» Work item
Below are the records; output them exactly from the first line through the line with "a REST response.", stopping there.

(Stored entries)
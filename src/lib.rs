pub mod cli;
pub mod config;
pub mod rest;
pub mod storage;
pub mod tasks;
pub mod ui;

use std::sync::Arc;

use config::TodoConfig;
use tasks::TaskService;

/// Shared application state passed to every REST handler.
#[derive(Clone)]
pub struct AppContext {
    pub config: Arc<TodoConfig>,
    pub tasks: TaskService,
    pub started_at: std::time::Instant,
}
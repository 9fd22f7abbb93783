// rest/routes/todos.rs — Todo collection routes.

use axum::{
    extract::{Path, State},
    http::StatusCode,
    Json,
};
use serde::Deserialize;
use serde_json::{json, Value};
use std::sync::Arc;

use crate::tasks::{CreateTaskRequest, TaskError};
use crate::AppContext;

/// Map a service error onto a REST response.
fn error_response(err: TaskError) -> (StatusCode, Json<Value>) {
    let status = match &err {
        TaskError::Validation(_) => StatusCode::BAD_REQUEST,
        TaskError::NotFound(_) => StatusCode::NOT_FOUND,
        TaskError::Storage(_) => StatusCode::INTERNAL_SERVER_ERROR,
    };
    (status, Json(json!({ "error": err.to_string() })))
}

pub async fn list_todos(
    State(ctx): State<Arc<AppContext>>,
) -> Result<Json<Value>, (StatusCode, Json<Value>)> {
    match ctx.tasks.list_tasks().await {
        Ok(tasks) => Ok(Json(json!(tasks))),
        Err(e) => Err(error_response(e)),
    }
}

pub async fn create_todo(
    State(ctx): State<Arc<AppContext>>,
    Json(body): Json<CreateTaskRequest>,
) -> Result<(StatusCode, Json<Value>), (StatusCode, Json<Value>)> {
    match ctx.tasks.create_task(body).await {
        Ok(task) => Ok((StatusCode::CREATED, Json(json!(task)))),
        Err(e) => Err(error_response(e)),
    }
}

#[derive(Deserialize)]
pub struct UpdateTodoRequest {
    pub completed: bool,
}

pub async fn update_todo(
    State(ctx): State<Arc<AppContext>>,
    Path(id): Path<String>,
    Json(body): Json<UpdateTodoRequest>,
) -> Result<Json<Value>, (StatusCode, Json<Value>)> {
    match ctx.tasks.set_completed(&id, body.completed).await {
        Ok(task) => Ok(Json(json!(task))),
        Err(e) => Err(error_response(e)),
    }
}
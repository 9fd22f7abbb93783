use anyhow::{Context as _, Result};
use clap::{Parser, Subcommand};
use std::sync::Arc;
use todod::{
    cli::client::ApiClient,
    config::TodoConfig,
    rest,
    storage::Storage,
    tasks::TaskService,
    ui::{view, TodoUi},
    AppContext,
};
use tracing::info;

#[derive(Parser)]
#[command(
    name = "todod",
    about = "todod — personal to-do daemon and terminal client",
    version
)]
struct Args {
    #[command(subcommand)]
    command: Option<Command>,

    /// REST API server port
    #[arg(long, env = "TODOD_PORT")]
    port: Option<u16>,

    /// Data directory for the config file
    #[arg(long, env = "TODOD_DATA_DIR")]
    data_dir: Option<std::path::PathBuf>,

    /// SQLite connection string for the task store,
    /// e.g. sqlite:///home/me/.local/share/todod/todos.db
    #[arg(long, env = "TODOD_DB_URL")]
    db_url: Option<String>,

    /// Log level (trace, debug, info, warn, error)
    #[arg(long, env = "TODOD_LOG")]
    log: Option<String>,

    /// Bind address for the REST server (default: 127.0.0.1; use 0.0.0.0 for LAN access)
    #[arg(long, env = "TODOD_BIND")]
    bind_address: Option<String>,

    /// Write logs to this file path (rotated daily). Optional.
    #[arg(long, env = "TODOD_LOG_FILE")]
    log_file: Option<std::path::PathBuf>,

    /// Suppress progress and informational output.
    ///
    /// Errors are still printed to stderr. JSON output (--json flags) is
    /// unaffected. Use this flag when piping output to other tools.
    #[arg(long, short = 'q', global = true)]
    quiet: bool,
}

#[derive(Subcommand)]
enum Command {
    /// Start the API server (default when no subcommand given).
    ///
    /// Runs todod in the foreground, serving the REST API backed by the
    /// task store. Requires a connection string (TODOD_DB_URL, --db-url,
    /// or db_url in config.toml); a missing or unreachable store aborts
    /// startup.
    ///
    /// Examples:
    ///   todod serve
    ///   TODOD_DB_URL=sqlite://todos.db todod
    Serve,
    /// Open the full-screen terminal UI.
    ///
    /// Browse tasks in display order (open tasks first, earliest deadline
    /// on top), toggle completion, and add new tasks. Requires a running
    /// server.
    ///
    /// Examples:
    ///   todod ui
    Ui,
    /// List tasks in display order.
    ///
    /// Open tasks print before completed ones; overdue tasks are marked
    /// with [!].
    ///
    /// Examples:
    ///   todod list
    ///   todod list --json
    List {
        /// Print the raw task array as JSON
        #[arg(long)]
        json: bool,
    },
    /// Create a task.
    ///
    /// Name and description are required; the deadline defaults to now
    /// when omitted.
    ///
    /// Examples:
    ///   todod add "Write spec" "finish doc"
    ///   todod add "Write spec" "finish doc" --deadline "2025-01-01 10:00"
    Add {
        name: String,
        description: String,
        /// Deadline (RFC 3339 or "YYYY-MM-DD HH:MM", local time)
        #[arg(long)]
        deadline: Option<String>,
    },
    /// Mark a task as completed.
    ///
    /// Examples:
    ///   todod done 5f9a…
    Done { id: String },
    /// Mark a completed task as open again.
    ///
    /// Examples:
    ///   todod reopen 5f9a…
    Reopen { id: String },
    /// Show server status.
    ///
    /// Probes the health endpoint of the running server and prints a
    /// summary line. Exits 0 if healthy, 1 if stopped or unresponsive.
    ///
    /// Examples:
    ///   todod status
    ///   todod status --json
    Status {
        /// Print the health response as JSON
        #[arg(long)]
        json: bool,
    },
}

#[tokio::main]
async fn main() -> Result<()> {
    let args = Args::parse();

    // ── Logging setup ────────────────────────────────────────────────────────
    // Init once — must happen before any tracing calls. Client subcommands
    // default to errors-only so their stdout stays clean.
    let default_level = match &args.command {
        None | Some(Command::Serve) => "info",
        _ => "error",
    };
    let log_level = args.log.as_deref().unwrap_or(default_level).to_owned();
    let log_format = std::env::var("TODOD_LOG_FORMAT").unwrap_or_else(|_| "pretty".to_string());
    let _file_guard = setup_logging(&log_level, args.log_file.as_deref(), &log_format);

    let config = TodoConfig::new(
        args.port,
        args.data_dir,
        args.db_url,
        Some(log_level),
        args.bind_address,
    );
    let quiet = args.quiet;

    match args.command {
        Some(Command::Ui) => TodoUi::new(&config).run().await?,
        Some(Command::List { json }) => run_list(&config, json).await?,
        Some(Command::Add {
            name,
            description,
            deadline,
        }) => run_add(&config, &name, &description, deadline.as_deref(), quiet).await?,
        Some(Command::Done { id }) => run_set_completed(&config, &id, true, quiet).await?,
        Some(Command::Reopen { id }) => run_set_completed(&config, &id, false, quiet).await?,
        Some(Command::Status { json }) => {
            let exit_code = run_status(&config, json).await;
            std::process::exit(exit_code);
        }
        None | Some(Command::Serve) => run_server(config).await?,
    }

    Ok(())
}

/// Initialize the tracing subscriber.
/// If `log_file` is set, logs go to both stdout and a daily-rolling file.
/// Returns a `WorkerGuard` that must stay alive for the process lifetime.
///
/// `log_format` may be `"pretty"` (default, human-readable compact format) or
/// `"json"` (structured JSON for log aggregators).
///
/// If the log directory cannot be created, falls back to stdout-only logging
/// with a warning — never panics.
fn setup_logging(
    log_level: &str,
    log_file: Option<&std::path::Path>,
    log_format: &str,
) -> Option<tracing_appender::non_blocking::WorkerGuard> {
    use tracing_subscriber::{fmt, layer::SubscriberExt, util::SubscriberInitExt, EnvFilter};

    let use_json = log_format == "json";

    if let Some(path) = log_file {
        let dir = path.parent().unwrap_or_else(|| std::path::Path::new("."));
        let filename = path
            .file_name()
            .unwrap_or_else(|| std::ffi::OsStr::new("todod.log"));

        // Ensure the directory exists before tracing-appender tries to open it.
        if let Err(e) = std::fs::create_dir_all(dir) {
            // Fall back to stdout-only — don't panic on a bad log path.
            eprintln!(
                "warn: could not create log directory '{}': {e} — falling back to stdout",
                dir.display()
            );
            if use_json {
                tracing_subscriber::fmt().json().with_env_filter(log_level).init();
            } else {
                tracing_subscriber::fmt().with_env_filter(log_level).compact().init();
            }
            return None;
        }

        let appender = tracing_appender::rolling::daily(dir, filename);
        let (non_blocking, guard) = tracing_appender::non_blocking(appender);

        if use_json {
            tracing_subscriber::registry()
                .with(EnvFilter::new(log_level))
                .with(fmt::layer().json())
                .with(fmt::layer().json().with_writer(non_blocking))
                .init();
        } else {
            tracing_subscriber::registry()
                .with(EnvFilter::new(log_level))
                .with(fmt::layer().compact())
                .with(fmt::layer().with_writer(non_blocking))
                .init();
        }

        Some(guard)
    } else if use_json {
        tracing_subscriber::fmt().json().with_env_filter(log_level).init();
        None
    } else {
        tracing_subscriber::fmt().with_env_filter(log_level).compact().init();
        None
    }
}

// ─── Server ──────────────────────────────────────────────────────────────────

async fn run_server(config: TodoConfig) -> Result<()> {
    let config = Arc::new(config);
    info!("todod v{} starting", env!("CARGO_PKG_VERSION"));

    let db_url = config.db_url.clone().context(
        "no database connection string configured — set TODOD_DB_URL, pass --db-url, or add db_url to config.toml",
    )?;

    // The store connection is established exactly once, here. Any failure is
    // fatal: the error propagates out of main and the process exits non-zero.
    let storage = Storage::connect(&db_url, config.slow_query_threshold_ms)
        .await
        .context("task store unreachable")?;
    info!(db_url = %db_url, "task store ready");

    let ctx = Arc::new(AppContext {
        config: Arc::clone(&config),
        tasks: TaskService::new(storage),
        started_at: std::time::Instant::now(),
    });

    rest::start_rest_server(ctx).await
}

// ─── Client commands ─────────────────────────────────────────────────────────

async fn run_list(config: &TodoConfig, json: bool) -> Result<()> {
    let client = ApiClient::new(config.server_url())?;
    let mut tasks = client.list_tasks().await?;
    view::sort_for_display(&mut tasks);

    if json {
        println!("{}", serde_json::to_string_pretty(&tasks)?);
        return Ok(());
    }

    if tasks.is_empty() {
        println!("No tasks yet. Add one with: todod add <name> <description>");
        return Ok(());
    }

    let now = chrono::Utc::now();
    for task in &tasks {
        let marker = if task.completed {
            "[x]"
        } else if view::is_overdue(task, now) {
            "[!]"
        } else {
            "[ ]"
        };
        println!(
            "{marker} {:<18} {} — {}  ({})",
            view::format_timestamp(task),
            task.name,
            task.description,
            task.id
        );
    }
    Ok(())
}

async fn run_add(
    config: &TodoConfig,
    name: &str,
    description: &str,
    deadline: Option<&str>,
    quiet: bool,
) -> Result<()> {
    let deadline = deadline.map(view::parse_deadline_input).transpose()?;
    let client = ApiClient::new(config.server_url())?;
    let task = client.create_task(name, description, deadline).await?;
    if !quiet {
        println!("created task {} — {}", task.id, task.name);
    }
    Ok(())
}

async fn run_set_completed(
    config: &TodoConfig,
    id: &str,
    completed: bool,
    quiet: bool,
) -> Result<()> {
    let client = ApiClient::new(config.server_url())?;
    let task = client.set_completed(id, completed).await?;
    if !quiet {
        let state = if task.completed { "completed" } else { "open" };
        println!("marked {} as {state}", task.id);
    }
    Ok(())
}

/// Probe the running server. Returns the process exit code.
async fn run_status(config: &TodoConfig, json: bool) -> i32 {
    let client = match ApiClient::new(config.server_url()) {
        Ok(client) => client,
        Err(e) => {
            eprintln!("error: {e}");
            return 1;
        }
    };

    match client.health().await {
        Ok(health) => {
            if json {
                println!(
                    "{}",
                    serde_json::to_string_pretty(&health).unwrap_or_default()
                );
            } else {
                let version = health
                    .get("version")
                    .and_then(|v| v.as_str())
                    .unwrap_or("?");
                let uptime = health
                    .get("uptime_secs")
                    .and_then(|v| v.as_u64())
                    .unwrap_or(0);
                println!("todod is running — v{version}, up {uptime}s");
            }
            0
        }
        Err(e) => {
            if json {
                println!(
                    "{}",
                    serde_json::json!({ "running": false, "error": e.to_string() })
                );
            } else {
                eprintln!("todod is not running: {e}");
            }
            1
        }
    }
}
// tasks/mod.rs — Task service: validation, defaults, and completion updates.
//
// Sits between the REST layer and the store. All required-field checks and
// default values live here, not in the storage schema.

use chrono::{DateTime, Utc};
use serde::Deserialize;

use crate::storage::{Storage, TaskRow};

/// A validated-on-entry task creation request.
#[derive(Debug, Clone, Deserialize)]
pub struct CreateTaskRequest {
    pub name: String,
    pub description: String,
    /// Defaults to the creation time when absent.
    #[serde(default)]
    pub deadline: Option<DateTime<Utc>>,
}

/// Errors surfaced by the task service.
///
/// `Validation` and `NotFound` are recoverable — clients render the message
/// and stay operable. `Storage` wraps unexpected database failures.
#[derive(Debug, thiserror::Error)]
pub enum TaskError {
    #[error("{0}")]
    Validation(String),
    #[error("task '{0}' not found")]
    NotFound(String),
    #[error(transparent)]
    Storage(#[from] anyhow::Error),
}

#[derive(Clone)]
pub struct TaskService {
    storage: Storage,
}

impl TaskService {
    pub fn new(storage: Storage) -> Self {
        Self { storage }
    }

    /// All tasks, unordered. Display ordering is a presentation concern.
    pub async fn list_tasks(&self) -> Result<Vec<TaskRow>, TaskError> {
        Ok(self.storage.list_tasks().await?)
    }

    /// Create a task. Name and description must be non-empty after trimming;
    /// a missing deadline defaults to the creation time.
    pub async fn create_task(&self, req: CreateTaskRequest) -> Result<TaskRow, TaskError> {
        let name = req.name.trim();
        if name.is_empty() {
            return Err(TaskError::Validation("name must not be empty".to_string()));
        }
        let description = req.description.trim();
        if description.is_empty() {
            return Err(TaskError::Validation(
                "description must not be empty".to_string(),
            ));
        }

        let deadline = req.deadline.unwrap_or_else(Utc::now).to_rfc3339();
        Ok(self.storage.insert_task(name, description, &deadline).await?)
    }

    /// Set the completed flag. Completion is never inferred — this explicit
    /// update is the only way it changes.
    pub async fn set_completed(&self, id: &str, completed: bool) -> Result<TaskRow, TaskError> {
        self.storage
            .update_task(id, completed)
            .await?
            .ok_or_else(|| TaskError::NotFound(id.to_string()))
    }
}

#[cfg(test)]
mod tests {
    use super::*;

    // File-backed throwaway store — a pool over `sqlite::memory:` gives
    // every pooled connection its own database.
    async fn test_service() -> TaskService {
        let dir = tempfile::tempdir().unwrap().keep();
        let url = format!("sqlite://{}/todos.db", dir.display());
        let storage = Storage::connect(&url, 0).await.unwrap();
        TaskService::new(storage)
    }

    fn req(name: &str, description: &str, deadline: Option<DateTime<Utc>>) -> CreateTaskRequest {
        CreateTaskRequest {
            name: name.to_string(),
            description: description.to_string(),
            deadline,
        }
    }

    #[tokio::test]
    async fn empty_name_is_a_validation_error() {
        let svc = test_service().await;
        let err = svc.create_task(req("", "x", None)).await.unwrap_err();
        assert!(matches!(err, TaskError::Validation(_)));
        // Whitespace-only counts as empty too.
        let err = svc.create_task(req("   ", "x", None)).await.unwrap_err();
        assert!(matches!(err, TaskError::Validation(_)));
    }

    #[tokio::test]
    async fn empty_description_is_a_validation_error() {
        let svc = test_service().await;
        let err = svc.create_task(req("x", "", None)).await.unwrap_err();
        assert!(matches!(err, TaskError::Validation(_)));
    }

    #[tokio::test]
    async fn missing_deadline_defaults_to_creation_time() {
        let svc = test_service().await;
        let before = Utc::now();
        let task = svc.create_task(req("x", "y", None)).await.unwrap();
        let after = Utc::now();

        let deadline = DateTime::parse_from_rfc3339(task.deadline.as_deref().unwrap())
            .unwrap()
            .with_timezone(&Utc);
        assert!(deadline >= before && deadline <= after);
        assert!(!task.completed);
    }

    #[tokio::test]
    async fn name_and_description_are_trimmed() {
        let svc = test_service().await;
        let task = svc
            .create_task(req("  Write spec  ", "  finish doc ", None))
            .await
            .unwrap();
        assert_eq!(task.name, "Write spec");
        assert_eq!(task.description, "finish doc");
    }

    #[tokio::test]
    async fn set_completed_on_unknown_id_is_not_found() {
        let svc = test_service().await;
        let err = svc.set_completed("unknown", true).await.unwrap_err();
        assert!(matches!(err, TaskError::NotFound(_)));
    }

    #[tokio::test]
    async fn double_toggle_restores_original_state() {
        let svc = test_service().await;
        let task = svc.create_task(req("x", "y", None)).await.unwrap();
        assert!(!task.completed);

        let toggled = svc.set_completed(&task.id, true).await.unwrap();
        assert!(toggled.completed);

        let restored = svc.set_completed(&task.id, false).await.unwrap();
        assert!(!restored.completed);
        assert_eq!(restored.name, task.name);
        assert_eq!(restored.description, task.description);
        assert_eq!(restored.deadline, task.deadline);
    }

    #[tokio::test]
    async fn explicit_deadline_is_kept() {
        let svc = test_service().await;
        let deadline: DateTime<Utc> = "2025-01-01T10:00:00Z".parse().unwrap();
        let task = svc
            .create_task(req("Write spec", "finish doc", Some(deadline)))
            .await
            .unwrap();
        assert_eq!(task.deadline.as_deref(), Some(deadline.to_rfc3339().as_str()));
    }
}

» Output below
filename src/lib.rs
pub mod cli;
pub mod config;
pub mod rest;
pub mod storage;
pub mod tasks;
pub mod ui;

use std::sync::Arc;

use config::TodoConfig;
use tasks::TaskService;

/// Shared application state passed to every REST handler.
#[derive(Clone)]
pub struct AppContext {
    pub config: Arc<TodoConfig>,
    pub tasks: TaskService,
    pub started_at: std::time::Instant,
}
repository 9fd22f7abbb93783
// rest/routes/todos.rs — Todo collection routes.

use axum::{
    extract::{Path, State},
    http::StatusCode,
    Json,
};
use serde::Deserialize;
use serde_json::{json, Value};
use std::sync::Arc;

use crate::tasks::{CreateTaskRequest, TaskError};
use crate::AppContext;

/// Map a service error onto a REST response.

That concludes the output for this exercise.